(Beginning of EXTRACTED MATERIAL)

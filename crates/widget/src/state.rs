//! Application state shared across handlers.

use std::sync::Arc;

use crate::catalog::{CatalogStore, CatalogStoreInitError};
use crate::config::WidgetConfig;
use crate::matcher::MatchPolicy;

/// Application state shared across all handlers.
///
/// This struct is cheaply cloneable via `Arc` and provides access to
/// shared resources like the catalog store and configuration.
#[derive(Clone)]
pub struct AppState {
    inner: Arc<AppStateInner>,
}

struct AppStateInner {
    config: WidgetConfig,
    catalogs: CatalogStore,
}

impl AppState {
    /// Create a new application state.
    ///
    /// # Errors
    ///
    /// Returns an error if an embedded catalog fails validation or the
    /// HTTP client cannot be constructed.
    pub fn new(config: WidgetConfig) -> Result<Self, CatalogStoreInitError> {
        let catalogs = CatalogStore::new(&config)?;
        Ok(Self {
            inner: Arc::new(AppStateInner { config, catalogs }),
        })
    }

    /// Get a reference to the widget configuration.
    #[must_use]
    pub fn config(&self) -> &WidgetConfig {
        &self.inner.config
    }

    /// Get a reference to the catalog store.
    #[must_use]
    pub fn catalogs(&self) -> &CatalogStore {
        &self.inner.catalogs
    }

    /// Matching thresholds for this deployment.
    #[must_use]
    pub fn policy(&self) -> &MatchPolicy {
        &self.inner.config.match_policy
    }
}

(End of EXTRACTED MATERIAL)

● ASSIGNED TASK
In the entries above, find each line with the string "configuration" and copy it.

● EXPECTED ANSWER
/// shared resources like the catalog store and configuration.
    /// Get a reference to the widget configuration.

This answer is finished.